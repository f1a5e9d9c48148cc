use chrono::{DateTime, Utc};
use serde::{Deserialize, Serialize};
use serde_json::Value;
use sqlx::FromRow;
use uuid::Uuid;

/// Catalog collections backed by schemaless documents
#[derive(Debug, Clone, Copy, PartialEq, Eq, Hash, Serialize, Deserialize)]
#[serde(rename_all = "snake_case")]
pub enum Collection {
    Vendors,
    Employees,
    Items,
    Customers,
    SalesOrders,
}

impl Collection {
    pub fn as_str(&self) -> &'static str {
        match self {
            Collection::Vendors => "vendors",
            Collection::Employees => "employees",
            Collection::Items => "items",
            Collection::Customers => "customers",
            Collection::SalesOrders => "sales_orders",
        }
    }
}

#[derive(Debug, Clone, PartialEq, Serialize, FromRow)]
pub struct Document {
    pub id: Uuid,
    pub collection: String,
    pub data: sqlx::types::Json<Value>,
    pub created_at: DateTime<Utc>,
}

impl Document {
    pub fn new(collection: Collection, data: Value) -> Self {
        Self {
            id: Uuid::new_v4(),
            collection: collection.as_str().to_string(),
            data: sqlx::types::Json(data),
            created_at: Utc::now(),
        }
    }
}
━━━━
Task item:
From the data above, how many lines contain the word "types"? Give the number alone.

Solution:
2